ABOUT THIS TASK:
Within the data below, determine how many lines contain "filter" and supply only that figure.

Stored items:
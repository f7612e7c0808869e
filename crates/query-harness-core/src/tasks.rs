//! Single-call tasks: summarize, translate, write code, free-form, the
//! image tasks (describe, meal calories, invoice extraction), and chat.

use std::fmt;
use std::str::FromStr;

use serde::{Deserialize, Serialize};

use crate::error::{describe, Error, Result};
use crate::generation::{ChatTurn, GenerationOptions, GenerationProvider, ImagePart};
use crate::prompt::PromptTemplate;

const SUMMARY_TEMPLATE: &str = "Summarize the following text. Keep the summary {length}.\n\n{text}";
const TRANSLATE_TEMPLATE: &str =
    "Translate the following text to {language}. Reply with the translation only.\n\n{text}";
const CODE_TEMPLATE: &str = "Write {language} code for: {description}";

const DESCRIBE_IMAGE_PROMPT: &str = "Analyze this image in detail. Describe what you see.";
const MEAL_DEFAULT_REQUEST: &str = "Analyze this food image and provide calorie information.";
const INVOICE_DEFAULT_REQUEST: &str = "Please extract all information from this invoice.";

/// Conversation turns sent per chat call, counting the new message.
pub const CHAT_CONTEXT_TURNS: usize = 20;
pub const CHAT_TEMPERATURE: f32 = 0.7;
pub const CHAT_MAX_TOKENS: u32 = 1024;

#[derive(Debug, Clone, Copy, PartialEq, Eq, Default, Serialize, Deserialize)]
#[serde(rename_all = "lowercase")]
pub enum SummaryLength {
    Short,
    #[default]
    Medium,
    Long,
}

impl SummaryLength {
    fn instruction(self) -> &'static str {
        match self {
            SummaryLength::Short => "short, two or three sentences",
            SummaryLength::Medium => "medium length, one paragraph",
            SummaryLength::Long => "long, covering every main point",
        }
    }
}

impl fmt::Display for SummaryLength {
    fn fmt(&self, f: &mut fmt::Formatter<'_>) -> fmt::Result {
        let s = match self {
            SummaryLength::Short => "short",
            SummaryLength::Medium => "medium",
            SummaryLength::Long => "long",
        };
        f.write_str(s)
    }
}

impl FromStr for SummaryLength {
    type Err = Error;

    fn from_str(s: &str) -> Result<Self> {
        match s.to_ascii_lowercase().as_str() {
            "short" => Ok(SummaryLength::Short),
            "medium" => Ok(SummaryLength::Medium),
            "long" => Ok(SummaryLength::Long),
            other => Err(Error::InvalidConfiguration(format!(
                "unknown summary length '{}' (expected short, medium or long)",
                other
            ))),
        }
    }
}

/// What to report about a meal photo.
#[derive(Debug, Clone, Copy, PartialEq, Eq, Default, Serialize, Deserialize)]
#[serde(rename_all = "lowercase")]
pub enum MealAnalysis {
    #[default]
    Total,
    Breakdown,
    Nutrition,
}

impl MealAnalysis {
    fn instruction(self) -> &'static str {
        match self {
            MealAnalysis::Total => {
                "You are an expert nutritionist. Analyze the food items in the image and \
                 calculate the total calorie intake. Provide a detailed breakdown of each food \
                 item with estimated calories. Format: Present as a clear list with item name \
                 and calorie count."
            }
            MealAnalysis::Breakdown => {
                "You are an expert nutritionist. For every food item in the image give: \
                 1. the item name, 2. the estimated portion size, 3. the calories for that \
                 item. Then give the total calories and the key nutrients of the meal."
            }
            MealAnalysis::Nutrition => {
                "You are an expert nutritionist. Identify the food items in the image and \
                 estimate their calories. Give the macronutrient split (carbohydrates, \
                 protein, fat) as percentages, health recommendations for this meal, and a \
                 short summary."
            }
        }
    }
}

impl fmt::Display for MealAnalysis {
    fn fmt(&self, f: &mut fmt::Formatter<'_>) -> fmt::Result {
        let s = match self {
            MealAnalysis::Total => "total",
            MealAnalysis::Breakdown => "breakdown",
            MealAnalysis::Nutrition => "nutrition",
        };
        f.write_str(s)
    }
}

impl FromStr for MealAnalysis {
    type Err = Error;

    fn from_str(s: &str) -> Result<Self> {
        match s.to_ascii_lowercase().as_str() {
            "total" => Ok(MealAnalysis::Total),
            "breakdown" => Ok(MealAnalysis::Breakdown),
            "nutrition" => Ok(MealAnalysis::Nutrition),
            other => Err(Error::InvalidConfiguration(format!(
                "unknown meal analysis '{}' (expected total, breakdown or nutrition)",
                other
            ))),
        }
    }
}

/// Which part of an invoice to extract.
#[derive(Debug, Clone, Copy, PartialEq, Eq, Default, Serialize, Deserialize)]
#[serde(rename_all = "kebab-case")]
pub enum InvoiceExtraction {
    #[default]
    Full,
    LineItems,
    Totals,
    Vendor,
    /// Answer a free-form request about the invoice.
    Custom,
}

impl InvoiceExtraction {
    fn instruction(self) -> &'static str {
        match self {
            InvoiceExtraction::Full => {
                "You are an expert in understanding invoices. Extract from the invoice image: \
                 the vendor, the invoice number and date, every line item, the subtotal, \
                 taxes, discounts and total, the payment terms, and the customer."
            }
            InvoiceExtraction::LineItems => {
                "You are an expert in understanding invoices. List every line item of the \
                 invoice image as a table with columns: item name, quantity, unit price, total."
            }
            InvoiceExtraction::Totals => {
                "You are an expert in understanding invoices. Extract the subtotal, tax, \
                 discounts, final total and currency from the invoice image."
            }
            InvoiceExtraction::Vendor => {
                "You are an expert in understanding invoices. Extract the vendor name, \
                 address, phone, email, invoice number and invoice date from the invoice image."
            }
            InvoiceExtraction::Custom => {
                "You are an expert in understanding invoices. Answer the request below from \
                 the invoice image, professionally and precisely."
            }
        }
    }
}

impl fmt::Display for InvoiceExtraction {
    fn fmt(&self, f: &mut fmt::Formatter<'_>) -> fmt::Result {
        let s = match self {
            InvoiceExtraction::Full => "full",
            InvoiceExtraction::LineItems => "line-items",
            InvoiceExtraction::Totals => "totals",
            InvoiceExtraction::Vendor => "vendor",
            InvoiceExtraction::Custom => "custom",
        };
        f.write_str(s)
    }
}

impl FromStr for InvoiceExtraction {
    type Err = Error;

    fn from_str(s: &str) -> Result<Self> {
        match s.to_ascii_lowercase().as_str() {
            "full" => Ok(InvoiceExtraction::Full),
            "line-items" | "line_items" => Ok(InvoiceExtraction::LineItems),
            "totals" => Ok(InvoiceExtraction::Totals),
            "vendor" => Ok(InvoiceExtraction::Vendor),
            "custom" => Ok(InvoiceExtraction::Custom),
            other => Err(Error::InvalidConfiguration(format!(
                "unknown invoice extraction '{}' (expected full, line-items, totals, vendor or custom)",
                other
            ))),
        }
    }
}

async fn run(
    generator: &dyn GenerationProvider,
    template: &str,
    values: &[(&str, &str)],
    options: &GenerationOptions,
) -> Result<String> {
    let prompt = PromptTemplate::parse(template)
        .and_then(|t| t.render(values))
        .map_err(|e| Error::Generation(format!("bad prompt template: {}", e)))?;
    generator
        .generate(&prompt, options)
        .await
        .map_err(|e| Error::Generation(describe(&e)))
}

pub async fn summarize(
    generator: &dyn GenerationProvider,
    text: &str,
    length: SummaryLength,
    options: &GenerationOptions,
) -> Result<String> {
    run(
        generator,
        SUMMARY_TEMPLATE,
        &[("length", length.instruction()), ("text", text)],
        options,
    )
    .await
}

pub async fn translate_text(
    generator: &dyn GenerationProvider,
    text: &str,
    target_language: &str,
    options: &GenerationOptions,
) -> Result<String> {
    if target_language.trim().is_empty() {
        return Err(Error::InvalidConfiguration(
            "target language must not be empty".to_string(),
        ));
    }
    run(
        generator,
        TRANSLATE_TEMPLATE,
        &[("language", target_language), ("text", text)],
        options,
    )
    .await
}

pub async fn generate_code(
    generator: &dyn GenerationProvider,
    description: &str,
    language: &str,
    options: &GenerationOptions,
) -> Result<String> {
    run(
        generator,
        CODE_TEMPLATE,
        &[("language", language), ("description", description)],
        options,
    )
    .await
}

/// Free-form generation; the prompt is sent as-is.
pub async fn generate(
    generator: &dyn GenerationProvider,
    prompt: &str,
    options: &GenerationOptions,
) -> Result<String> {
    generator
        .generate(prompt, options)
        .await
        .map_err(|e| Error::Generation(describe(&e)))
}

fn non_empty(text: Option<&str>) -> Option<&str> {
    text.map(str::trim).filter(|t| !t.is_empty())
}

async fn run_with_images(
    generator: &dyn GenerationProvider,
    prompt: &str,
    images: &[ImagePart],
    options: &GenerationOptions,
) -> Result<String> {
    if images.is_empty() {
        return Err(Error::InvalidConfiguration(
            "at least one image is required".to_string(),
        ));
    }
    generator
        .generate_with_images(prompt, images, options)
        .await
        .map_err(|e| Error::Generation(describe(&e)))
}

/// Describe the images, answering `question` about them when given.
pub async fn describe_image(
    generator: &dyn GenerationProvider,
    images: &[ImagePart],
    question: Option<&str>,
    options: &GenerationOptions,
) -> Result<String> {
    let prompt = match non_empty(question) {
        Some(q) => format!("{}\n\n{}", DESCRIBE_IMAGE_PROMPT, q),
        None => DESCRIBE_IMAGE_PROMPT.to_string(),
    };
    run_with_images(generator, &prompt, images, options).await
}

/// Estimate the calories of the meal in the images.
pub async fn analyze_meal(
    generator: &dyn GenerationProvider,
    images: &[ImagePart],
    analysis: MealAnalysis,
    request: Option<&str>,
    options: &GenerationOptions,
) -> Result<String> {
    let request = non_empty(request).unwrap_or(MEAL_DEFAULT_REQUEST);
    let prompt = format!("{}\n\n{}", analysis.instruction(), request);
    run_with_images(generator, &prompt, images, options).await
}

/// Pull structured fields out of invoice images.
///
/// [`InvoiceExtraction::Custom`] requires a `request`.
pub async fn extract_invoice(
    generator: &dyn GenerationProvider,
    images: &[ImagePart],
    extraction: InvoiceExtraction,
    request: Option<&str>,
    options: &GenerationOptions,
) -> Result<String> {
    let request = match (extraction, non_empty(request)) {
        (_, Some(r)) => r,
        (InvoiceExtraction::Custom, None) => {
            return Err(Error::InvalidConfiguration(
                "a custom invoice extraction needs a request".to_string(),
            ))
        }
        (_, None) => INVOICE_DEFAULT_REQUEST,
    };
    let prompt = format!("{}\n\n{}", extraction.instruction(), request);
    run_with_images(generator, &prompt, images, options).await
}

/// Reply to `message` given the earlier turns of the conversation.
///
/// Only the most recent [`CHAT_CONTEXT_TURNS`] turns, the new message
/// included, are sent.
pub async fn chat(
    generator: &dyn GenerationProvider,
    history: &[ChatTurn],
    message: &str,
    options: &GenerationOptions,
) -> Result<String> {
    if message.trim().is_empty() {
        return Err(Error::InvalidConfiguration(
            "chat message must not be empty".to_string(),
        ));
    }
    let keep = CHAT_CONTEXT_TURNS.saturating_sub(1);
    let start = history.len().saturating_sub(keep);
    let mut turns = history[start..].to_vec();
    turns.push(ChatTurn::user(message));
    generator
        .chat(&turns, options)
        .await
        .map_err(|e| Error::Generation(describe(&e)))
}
--
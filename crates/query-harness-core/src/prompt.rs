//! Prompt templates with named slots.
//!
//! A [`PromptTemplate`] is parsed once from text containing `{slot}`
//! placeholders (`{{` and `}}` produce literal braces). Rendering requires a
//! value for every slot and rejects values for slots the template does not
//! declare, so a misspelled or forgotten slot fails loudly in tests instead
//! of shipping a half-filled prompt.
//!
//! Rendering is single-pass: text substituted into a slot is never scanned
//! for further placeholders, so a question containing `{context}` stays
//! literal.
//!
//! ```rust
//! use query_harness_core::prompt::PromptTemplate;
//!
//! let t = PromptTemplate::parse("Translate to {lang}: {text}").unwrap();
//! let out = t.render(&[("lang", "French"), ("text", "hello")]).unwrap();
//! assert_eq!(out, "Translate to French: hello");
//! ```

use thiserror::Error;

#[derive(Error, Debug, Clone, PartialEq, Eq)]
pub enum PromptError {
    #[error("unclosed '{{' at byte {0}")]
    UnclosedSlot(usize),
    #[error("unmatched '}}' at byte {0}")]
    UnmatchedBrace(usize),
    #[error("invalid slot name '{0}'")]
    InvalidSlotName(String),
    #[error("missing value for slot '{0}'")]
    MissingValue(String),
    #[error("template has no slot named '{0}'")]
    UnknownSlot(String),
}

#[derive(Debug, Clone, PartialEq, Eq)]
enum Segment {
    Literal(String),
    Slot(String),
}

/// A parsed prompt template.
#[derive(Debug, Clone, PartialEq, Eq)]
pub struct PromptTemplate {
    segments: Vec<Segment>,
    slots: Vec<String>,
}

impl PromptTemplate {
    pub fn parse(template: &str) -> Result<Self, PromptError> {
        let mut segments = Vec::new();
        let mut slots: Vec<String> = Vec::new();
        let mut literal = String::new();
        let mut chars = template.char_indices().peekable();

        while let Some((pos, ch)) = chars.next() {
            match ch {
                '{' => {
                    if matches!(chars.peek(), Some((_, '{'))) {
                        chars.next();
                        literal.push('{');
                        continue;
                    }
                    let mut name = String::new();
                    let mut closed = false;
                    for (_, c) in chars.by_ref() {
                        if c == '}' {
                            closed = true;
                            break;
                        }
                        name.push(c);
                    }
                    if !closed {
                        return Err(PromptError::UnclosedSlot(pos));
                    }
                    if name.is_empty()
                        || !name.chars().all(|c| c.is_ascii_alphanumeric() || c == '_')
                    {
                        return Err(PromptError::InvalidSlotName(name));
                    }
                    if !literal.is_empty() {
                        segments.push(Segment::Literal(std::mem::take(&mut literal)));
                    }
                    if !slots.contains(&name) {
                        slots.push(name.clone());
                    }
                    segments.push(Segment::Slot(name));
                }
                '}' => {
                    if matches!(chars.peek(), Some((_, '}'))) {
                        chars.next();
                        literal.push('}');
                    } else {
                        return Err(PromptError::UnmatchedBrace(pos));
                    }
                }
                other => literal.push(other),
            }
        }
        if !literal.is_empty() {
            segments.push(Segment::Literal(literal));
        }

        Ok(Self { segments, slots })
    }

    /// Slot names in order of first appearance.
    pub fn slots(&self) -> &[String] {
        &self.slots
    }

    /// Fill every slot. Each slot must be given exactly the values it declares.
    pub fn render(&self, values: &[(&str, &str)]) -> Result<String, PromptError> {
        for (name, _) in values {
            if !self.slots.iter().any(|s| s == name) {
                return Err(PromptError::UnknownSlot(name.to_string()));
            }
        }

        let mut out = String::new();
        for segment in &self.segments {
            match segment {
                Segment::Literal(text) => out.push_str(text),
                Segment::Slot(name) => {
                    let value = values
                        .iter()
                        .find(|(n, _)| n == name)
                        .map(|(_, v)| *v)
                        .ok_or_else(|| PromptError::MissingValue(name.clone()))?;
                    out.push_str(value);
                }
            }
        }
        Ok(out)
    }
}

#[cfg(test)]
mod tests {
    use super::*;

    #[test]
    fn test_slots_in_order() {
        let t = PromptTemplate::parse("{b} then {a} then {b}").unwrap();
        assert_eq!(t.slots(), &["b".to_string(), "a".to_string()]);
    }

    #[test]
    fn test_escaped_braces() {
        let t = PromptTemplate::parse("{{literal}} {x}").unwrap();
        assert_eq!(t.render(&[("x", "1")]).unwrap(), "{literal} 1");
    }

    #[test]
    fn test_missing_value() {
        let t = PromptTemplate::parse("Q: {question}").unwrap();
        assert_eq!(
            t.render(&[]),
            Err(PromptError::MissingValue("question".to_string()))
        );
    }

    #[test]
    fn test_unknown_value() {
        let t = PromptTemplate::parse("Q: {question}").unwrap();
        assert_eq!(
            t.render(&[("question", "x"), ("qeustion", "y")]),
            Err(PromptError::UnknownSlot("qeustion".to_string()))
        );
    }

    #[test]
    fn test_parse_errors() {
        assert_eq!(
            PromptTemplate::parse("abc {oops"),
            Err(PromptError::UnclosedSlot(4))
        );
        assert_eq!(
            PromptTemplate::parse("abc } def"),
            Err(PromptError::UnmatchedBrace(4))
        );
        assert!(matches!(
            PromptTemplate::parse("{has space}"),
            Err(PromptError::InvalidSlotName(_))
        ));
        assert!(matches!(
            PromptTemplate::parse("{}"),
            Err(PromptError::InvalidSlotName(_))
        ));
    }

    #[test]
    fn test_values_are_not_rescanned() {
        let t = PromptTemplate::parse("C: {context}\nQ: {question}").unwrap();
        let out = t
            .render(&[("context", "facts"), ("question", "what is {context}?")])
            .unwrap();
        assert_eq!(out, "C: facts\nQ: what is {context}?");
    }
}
--
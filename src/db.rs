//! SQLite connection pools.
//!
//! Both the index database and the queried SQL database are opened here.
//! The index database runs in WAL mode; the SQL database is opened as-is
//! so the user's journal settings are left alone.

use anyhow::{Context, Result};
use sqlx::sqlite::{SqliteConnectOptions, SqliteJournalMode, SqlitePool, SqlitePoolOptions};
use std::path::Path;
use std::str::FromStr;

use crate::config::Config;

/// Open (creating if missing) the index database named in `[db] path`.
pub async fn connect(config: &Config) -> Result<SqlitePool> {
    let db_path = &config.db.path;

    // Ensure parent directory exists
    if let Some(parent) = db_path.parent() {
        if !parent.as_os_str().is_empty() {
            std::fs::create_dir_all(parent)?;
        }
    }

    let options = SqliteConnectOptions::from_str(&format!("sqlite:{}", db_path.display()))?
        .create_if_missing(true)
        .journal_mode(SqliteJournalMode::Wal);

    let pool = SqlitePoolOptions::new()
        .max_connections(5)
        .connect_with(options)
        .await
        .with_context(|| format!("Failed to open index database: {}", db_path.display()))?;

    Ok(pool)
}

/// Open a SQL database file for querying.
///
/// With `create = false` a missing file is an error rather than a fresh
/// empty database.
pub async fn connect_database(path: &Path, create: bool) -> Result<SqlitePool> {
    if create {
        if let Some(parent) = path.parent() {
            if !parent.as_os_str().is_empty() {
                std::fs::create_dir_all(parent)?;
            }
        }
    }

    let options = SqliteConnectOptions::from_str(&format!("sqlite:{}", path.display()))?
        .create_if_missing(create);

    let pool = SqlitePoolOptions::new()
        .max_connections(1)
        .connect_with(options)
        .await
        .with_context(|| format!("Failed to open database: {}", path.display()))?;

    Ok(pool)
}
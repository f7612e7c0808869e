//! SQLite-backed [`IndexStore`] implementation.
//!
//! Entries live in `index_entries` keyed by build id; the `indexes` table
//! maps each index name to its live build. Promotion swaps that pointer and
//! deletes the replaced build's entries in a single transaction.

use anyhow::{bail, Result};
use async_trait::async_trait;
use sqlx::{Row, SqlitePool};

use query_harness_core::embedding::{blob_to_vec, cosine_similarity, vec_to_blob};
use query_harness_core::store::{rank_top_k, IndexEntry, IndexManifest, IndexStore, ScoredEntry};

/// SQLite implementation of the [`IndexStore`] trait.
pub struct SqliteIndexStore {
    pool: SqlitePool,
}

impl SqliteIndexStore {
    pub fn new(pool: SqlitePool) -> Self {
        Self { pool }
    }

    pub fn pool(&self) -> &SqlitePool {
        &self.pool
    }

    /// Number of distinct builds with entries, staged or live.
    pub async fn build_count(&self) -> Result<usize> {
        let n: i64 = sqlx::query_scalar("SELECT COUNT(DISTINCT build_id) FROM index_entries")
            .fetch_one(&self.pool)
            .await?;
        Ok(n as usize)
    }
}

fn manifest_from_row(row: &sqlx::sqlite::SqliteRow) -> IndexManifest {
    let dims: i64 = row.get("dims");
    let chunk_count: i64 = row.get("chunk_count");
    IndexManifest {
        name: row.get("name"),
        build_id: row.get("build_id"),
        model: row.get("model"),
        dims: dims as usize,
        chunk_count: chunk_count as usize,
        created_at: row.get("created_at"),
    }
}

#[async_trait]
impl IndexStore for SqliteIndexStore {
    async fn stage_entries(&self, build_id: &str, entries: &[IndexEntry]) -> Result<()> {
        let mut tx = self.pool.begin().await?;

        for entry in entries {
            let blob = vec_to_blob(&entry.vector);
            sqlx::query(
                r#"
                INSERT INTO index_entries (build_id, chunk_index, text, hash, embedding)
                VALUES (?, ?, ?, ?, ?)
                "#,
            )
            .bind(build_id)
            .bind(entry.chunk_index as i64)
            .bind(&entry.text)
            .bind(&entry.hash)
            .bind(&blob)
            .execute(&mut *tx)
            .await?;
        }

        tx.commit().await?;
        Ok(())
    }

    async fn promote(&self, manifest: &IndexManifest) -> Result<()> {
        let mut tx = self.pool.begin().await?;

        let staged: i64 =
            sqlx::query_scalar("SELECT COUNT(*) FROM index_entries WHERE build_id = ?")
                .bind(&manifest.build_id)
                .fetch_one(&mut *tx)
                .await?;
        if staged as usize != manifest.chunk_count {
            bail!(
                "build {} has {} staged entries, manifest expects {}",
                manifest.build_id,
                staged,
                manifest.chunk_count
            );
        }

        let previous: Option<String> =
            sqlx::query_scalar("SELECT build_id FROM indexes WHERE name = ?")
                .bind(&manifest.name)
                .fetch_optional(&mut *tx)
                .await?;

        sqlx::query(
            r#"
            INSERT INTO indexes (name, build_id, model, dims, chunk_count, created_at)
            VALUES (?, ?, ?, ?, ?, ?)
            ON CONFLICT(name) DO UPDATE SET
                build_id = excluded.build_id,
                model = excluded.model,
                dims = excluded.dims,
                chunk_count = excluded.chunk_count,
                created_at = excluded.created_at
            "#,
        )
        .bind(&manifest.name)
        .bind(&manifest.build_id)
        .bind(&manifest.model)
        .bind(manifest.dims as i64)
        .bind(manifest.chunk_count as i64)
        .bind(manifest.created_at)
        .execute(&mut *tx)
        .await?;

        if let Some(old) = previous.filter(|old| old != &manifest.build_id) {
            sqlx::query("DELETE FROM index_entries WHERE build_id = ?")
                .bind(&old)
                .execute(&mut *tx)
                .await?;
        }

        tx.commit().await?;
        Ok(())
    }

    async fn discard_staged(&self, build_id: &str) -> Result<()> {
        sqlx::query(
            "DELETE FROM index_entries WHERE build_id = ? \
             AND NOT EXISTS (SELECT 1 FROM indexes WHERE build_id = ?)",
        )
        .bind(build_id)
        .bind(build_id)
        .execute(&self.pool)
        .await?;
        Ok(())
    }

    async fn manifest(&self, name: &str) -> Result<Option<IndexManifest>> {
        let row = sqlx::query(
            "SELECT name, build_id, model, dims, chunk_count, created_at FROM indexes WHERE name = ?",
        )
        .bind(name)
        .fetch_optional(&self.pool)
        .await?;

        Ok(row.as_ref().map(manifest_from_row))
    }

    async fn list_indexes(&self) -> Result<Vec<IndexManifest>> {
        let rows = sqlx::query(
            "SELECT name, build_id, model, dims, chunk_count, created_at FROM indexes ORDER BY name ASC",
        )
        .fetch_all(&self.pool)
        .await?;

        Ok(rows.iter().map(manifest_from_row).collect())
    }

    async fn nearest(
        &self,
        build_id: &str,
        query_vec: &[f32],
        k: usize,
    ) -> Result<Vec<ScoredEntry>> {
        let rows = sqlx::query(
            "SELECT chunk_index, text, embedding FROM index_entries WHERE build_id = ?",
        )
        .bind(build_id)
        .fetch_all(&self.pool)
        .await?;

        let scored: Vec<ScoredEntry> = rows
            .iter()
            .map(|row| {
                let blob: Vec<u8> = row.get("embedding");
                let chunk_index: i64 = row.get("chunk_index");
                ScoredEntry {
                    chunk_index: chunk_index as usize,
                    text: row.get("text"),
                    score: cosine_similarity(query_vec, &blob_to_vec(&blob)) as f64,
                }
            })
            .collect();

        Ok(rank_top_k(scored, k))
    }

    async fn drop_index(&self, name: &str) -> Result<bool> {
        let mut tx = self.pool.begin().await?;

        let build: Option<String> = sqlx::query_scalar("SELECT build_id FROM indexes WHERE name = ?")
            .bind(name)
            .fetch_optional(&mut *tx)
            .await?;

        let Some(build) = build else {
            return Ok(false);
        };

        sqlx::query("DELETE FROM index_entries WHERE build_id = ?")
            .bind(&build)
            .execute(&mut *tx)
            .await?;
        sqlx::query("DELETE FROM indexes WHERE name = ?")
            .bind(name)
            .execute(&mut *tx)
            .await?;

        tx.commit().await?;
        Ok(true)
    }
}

REPLY:
2